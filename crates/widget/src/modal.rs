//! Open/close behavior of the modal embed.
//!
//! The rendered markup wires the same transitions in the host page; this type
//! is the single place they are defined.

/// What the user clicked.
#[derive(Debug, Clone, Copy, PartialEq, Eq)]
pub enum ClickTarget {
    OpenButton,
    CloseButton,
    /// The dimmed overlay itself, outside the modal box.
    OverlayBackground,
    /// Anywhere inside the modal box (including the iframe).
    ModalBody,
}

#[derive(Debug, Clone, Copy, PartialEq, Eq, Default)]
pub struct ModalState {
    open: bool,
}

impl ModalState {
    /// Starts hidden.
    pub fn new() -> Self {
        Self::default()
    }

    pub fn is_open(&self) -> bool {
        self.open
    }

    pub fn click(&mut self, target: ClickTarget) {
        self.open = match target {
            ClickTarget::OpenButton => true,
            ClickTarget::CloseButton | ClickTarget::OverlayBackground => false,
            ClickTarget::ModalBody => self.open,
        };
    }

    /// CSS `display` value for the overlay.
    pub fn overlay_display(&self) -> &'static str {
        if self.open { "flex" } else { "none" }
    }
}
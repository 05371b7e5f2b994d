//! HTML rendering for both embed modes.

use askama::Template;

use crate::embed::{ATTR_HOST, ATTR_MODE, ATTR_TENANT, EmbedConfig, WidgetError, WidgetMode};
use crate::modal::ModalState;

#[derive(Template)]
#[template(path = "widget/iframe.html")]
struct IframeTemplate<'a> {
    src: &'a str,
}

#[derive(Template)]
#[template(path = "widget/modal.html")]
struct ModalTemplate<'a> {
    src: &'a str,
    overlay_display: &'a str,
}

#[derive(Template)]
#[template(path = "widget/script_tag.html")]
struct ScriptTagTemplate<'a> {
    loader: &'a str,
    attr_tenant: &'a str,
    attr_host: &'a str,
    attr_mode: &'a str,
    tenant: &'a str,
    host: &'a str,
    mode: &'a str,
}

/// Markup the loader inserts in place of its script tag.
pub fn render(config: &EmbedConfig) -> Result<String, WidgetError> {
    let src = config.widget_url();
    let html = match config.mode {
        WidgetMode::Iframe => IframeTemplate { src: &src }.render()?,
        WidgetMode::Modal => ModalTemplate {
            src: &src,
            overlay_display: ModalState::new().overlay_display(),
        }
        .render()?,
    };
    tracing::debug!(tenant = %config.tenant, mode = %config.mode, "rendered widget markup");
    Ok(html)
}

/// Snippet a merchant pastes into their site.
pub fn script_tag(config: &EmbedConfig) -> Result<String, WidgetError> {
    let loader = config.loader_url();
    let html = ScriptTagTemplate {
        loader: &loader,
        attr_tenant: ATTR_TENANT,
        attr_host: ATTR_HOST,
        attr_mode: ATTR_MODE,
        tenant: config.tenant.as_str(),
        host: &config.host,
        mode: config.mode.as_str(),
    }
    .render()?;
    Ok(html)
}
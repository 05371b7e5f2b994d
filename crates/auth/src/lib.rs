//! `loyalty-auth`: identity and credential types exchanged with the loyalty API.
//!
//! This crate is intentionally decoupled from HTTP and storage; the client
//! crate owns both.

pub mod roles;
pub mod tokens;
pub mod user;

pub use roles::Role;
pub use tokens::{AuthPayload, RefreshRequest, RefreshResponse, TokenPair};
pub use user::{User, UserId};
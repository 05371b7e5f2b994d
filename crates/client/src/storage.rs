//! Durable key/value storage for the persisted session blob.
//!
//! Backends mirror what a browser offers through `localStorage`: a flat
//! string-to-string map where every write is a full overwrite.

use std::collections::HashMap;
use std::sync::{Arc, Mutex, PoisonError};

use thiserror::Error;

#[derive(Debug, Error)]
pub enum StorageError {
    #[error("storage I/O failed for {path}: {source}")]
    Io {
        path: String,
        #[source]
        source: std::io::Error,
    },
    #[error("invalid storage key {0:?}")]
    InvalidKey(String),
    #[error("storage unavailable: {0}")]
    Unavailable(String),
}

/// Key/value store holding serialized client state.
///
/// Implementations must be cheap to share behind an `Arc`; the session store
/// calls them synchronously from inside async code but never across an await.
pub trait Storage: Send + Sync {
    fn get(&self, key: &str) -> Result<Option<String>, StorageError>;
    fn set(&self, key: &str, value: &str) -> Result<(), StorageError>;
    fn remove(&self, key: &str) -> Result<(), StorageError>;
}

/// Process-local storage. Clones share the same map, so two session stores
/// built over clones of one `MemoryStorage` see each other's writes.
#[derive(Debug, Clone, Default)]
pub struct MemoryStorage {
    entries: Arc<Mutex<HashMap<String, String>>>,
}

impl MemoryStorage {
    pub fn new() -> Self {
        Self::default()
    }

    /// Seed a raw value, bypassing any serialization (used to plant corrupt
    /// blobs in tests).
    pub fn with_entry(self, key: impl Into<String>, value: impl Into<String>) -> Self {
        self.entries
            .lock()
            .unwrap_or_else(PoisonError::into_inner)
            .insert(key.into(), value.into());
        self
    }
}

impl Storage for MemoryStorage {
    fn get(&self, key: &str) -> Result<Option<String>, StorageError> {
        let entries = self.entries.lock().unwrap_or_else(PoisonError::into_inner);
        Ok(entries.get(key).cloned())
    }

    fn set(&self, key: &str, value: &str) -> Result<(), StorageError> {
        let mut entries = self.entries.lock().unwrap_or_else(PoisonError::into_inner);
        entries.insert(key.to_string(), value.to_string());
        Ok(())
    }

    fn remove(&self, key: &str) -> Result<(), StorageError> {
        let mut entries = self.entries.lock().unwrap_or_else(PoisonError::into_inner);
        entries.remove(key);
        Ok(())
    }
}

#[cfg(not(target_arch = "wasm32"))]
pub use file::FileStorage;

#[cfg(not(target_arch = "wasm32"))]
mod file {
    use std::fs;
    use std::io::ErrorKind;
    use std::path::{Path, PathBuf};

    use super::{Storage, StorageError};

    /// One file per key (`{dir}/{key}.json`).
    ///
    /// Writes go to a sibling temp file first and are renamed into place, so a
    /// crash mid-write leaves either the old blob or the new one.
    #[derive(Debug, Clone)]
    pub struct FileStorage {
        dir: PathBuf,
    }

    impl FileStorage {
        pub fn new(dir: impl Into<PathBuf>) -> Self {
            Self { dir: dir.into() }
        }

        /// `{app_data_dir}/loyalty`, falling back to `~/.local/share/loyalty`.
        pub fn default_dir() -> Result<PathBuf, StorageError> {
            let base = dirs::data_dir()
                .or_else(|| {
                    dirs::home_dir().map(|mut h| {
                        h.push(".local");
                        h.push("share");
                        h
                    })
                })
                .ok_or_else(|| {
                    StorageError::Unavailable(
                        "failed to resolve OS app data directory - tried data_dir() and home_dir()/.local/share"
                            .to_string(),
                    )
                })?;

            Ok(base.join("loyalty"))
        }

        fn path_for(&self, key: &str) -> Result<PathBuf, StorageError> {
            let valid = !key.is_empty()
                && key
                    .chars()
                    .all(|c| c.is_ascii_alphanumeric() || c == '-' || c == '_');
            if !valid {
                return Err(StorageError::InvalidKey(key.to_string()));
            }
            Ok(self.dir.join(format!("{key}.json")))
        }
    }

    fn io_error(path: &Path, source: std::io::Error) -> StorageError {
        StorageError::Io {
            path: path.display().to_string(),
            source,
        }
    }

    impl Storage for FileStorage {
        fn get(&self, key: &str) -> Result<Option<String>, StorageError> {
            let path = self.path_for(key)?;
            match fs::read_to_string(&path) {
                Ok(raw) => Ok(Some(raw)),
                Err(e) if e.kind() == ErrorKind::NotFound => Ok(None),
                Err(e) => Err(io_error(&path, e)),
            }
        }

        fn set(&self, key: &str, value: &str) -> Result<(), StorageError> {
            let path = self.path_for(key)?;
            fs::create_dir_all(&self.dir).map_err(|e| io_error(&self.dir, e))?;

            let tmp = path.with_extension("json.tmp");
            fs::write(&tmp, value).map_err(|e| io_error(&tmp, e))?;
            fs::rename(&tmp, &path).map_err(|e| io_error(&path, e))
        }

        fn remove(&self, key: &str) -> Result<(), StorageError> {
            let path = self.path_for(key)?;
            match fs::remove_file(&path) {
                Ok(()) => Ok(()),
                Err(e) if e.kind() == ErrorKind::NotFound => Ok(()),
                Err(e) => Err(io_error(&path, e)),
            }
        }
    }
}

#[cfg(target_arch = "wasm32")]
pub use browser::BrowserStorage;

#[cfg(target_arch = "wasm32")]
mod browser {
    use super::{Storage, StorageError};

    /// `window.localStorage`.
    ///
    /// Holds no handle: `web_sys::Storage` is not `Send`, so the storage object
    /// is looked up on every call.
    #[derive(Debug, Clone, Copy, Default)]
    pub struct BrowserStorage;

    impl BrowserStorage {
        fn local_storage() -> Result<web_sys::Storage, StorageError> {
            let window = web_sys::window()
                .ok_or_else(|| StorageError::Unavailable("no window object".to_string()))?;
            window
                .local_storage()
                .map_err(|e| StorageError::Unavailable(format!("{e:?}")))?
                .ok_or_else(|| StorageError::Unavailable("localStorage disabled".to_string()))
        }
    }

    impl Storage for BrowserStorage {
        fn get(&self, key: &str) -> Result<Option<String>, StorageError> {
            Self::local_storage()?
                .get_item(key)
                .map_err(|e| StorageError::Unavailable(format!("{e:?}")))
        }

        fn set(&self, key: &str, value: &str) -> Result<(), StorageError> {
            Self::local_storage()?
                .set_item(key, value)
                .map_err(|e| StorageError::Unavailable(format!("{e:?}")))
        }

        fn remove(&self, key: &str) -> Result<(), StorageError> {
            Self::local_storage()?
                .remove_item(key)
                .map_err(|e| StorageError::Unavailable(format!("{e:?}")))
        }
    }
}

INSTRUCTIONS FOR THE TASK: For this exercise, find all lines in the records containing the word "Mutex" and copy them.

THE COMPLETED TASK:
use std::sync::{Arc, Mutex, PoisonError};
    entries: Arc<Mutex<HashMap<String, String>>>,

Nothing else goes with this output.